• **Problem statement**: Restate the records in full, so that each line matches the original exactly.

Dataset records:
___

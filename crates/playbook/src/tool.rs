//! External tool capability.
//!
//! The configuration-management tool is reached through [`ExternalTool`], so
//! the run pipeline never depends on a particular CLI and tests can swap in a
//! fake.

use crate::descriptor::{Descriptors, play_name};
use crate::error::ToolError;
use crate::recap::Transcript;
use inventory::InstallStatus;
use std::collections::{BTreeMap, BTreeSet};

/// Per-(host, software) outcomes reported by one tool invocation.
#[derive(Debug, Clone, Default, PartialEq, Eq)]
pub struct ToolReport {
    /// Process exit code, when the tool ran as a process
    pub exit_code: Option<i32>,
    outcomes: BTreeMap<(String, String), InstallStatus>,
}

impl ToolReport {
    pub fn new(exit_code: Option<i32>) -> Self {
        Self {
            exit_code,
            outcomes: BTreeMap::new(),
        }
    }

    /// Record the outcome for a (host, software) pair.
    pub fn with_outcome(mut self, host: &str, software: &str, status: InstallStatus) -> Self {
        self.set(host, software, status);
        self
    }

    pub fn set(&mut self, host: &str, software: &str, status: InstallStatus) {
        self.outcomes
            .insert((host.to_string(), software.to_string()), status);
    }

    /// Reported outcome for a pair, if the tool said anything about it.
    pub fn outcome(&self, host: &str, software: &str) -> Option<InstallStatus> {
        self.outcomes
            .get(&(host.to_string(), software.to_string()))
            .copied()
    }

    pub fn len(&self) -> usize {
        self.outcomes.len()
    }

    pub fn is_empty(&self) -> bool {
        self.outcomes.is_empty()
    }

    /// Map a parsed transcript back onto the pairs the descriptors addressed.
    ///
    /// Per pair, in order:
    /// 1. host missing from the recap: failure
    /// 2. host recap has no failed or unreachable task: success
    /// 3. a failed task was attributed to the pair: failure
    /// 4. any task ran for the pair: success
    /// 5. otherwise the play never reached the host: failure
    pub fn from_transcript(
        transcript: &Transcript,
        descriptors: &Descriptors,
        exit_code: Option<i32>,
    ) -> Self {
        let known: BTreeSet<&str> = descriptors
            .tasks
            .software
            .iter()
            .map(String::as_str)
            .collect();
        let plays: BTreeMap<String, &str> = known.iter().map(|sw| (play_name(sw), *sw)).collect();

        let mut failed: BTreeSet<(&str, &str)> = BTreeSet::new();
        let mut seen: BTreeSet<(&str, &str)> = BTreeSet::new();

        for event in &transcript.events {
            let by_role = event
                .role
                .as_deref()
                .and_then(|r| known.get(r).copied());
            let by_play = event
                .play
                .as_deref()
                .and_then(|p| plays.get(p).copied());
            let Some(software) = by_role.or(by_play) else {
                continue;
            };

            let key = (event.host.as_str(), software);
            if event.kind.is_failure() {
                failed.insert(key);
            } else {
                seen.insert(key);
            }
        }

        let mut report = Self::new(exit_code);
        for (host, software) in descriptors.pairs() {
            let status = match transcript.recap.get(host) {
                None => InstallStatus::Failure,
                Some(recap) if recap.is_clean() => InstallStatus::Success,
                Some(_) if failed.contains(&(host, software)) => InstallStatus::Failure,
                Some(_) if seen.contains(&(host, software)) => InstallStatus::Success,
                Some(_) => InstallStatus::Failure,
            };
            report.set(host, software, status);
        }
        report
    }
}

/// A configuration-management tool that can apply descriptors.
pub trait ExternalTool {
    /// Short name for messages.
    fn name(&self) -> &str;

    /// Run once against the descriptors, blocking until done.
    ///
    /// `Err` means the invocation as a whole failed and no per-target
    /// outcome is available.
    fn execute(&self, descriptors: &Descriptors) -> Result<ToolReport, ToolError>;
}

// ============================================================================
// Tests
// ============================================================================

#[cfg(test)]
mod tests {
    use super::*;
    use crate::catalog::Catalog;
    use crate::descriptor::DescriptorOptions;
    use crate::plan::RunPlanBuilder;
    use inventory::{OsType, ServerRecord};

    fn server(id: &str, name: &str) -> ServerRecord {
        ServerRecord {
            instance_id: id.into(),
            server_name: name.into(),
            region: "ap-south-1".into(),
            os_type: OsType::Ubuntu,
            transport_log_bucket: None,
        }
    }

    fn descriptors() -> Descriptors {
        let catalog = Catalog::from_names(["docker", "nginx"]);
        let mut builder = RunPlanBuilder::new(&catalog);
        builder.add(&server("i-1", "web-1"), "docker, nginx").unwrap();
        builder.add(&server("i-2", "db-1"), "docker, nginx").unwrap();
        builder.add(&server("i-3", "cache-1"), "nginx").unwrap();
        Descriptors::generate(&builder.build(), &DescriptorOptions::default())
    }

    const OUTPUT: &str = "\
PLAY [Install docker] **********************************************************

TASK [Gathering Facts] *********************************************************
ok: [web-1]
ok: [db-1]

TASK [docker : Install packages] ***********************************************
changed: [web-1]
fatal: [db-1]: FAILED! => {\"msg\": \"no package docker-ce\"}

PLAY [Install nginx] ***********************************************************

TASK [Gathering Facts] *********************************************************
ok: [web-1]
ok: [cache-1]

TASK [nginx : Install packages] ************************************************
changed: [web-1]
ok: [cache-1]

PLAY RECAP *********************************************************************
cache-1                    : ok=2    changed=0    unreachable=0    failed=0    skipped=0    rescued=0    ignored=0
db-1                       : ok=1    changed=0    unreachable=0    failed=1    skipped=0    rescued=0    ignored=0
web-1                      : ok=4    changed=2    unreachable=0    failed=0    skipped=0    rescued=0    ignored=0
";

    #[test]
    fn test_from_transcript() {
        let report =
            ToolReport::from_transcript(&Transcript::parse(OUTPUT), &descriptors(), Some(2));

        assert_eq!(report.len(), 5);
        assert_eq!(report.outcome("web-1", "docker"), Some(InstallStatus::Success));
        assert_eq!(report.outcome("web-1", "nginx"), Some(InstallStatus::Success));
        assert_eq!(report.outcome("cache-1", "nginx"), Some(InstallStatus::Success));
        assert_eq!(report.outcome("db-1", "docker"), Some(InstallStatus::Failure));
        // db-1 dropped out after the docker play failed
        assert_eq!(report.outcome("db-1", "nginx"), Some(InstallStatus::Failure));
        assert_eq!(report.exit_code, Some(2));
    }

    #[test]
    fn test_host_missing_from_recap_fails() {
        let output = "PLAY RECAP ****\nweb-1 : ok=2 changed=0 unreachable=0 failed=0\n";
        let report = ToolReport::from_transcript(&Transcript::parse(output), &descriptors(), Some(0));

        assert_eq!(report.outcome("web-1", "docker"), Some(InstallStatus::Success));
        assert_eq!(report.outcome("db-1", "docker"), Some(InstallStatus::Failure));
        assert_eq!(report.outcome("cache-1", "nginx"), Some(InstallStatus::Failure));
    }

    #[test]
    fn test_with_outcome() {
        let report = ToolReport::new(Some(0)).with_outcome("web-1", "docker", InstallStatus::Success);
        assert_eq!(report.outcome("web-1", "docker"), Some(InstallStatus::Success));
        assert_eq!(report.outcome("web-1", "nginx"), None);
    }
}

___

• **Answer box**:
filename crates/playbook/src/tool.rs
//! External tool capability.
//!
//! The configuration-management tool is reached through [`ExternalTool`], so
//! the run pipeline never depends on a particular CLI and tests can swap in a
//! fake.

use crate::descriptor::{Descriptors, play_name};
use crate::error::ToolError;
use crate::recap::Transcript;
use inventory::InstallStatus;
use std::collections::{BTreeMap, BTreeSet};

/// Per-(host, software) outcomes reported by one tool invocation.
#[derive(Debug, Clone, Default, PartialEq, Eq)]
pub struct ToolReport {
    /// Process exit code, when the tool ran as a process
    pub exit_code: Option<i32>,
    outcomes: BTreeMap<(String, String), InstallStatus>,
}

impl ToolReport {
    pub fn new(exit_code: Option<i32>) -> Self {
        Self {
            exit_code,
            outcomes: BTreeMap::new(),
        }
    }

    /// Record the outcome for a (host, software) pair.
    pub fn with_outcome(mut self, host: &str, software: &str, status: InstallStatus) -> Self {
        self.set(host, software, status);
        self
    }

    pub fn set(&mut self, host: &str, software: &str, status: InstallStatus) {
        self.outcomes
            .insert((host.to_string(), software.to_string()), status);
    }

    /// Reported outcome for a pair, if the tool said anything about it.
    pub fn outcome(&self, host: &str, software: &str) -> Option<InstallStatus> {
        self.outcomes
            .get(&(host.to_string(), software.to_string()))
            .copied()
    }

    pub fn len(&self) -> usize {
        self.outcomes.len()
    }

    pub fn is_empty(&self) -> bool {
        self.outcomes.is_empty()
    }

    /// Map a parsed transcript back onto the pairs the descriptors addressed.
    ///
    /// Per pair, in order:
    /// 1. host missing from the recap: failure
    /// 2. host recap has no failed or unreachable task: success
    /// 3. a failed task was attributed to the pair: failure
    /// 4. any task ran for the pair: success
    /// 5. otherwise the play never reached the host: failure
    pub fn from_transcript(
        transcript: &Transcript,
        descriptors: &Descriptors,
        exit_code: Option<i32>,
    ) -> Self {
        let known: BTreeSet<&str> = descriptors
            .tasks
            .software
            .iter()
            .map(String::as_str)
            .collect();
        let plays: BTreeMap<String, &str> = known.iter().map(|sw| (play_name(sw), *sw)).collect();

        let mut failed: BTreeSet<(&str, &str)> = BTreeSet::new();
        let mut seen: BTreeSet<(&str, &str)> = BTreeSet::new();

        for event in &transcript.events {
            let by_role = event
                .role
                .as_deref()
                .and_then(|r| known.get(r).copied());
            let by_play = event
                .play
                .as_deref()
                .and_then(|p| plays.get(p).copied());
            let Some(software) = by_role.or(by_play) else {
                continue;
            };

            let key = (event.host.as_str(), software);
            if event.kind.is_failure() {
                failed.insert(key);
            } else {
                seen.insert(key);
            }
        }

        let mut report = Self::new(exit_code);
        for (host, software) in descriptors.pairs() {
            let status = match transcript.recap.get(host) {
                None => InstallStatus::Failure,
                Some(recap) if recap.is_clean() => InstallStatus::Success,
                Some(_) if failed.contains(&(host, software)) => InstallStatus::Failure,
                Some(_) if seen.contains(&(host, software)) => InstallStatus::Success,
                Some(_) => InstallStatus::Failure,
            };
            report.set(host, software, status);
        }
        report
    }
}

/// A configuration-management tool that can apply descriptors.
pub trait ExternalTool {
    /// Short name for messages.
    fn name(&self) -> &str;

    /// Run once against the descriptors, blocking until done.
    ///
    /// `Err` means the invocation as a whole failed and no per-target
    /// outcome is available.
    fn execute(&self, descriptors: &Descriptors) -> Result<ToolReport, ToolError>;
}

// ============================================================================
// Tests
// ============================================================================

#[cfg(test)]
mod tests {
    use super::*;
    use crate::catalog::Catalog;
    use crate::descriptor::DescriptorOptions;
    use crate::plan::RunPlanBuilder;
    use inventory::{OsType, ServerRecord};

    fn server(id: &str, name: &str) -> ServerRecord {
        ServerRecord {
            instance_id: id.into(),
            server_name: name.into(),
            region: "ap-south-1".into(),
            os_type: OsType::Ubuntu,
            transport_log_bucket: None,
        }
    }

    fn descriptors() -> Descriptors {
        let catalog = Catalog::from_names(["docker", "nginx"]);
        let mut builder = RunPlanBuilder::new(&catalog);
        builder.add(&server("i-1", "web-1"), "docker, nginx").unwrap();
        builder.add(&server("i-2", "db-1"), "docker, nginx").unwrap();
        builder.add(&server("i-3", "cache-1"), "nginx").unwrap();
        Descriptors::generate(&builder.build(), &DescriptorOptions::default())
    }

    const OUTPUT: &str = "\
PLAY [Install docker] **********************************************************

TASK [Gathering Facts] *********************************************************
ok: [web-1]
ok: [db-1]

TASK [docker : Install packages] ***********************************************
changed: [web-1]
fatal: [db-1]: FAILED! => {\"msg\": \"no package docker-ce\"}

PLAY [Install nginx] ***********************************************************

TASK [Gathering Facts] *********************************************************
ok: [web-1]
ok: [cache-1]

TASK [nginx : Install packages] ************************************************
changed: [web-1]
ok: [cache-1]

PLAY RECAP *********************************************************************
cache-1                    : ok=2    changed=0    unreachable=0    failed=0    skipped=0    rescued=0    ignored=0
db-1                       : ok=1    changed=0    unreachable=0    failed=1    skipped=0    rescued=0    ignored=0
web-1                      : ok=4    changed=2    unreachable=0    failed=0    skipped=0    rescued=0    ignored=0
";

    #[test]
    fn test_from_transcript() {
        let report =
            ToolReport::from_transcript(&Transcript::parse(OUTPUT), &descriptors(), Some(2));

        assert_eq!(report.len(), 5);
        assert_eq!(report.outcome("web-1", "docker"), Some(InstallStatus::Success));
        assert_eq!(report.outcome("web-1", "nginx"), Some(InstallStatus::Success));
        assert_eq!(report.outcome("cache-1", "nginx"), Some(InstallStatus::Success));
        assert_eq!(report.outcome("db-1", "docker"), Some(InstallStatus::Failure));
        // db-1 dropped out after the docker play failed
        assert_eq!(report.outcome("db-1", "nginx"), Some(InstallStatus::Failure));
        assert_eq!(report.exit_code, Some(2));
    }

    #[test]
    fn test_host_missing_from_recap_fails() {
        let output = "PLAY RECAP ****\nweb-1 : ok=2 changed=0 unreachable=0 failed=0\n";
        let report = ToolReport::from_transcript(&Transcript::parse(output), &descriptors(), Some(0));

        assert_eq!(report.outcome("web-1", "docker"), Some(InstallStatus::Success));
        assert_eq!(report.outcome("db-1", "docker"), Some(InstallStatus::Failure));
        assert_eq!(report.outcome("cache-1", "nginx"), Some(InstallStatus::Failure));
    }

    #[test]
    fn test_with_outcome() {
        let report = ToolReport::new(Some(0)).with_outcome("web-1", "docker", InstallStatus::Success);
        assert_eq!(report.outcome("web-1", "docker"), Some(InstallStatus::Success));
        assert_eq!(report.outcome("web-1", "nginx"), None);
    }
}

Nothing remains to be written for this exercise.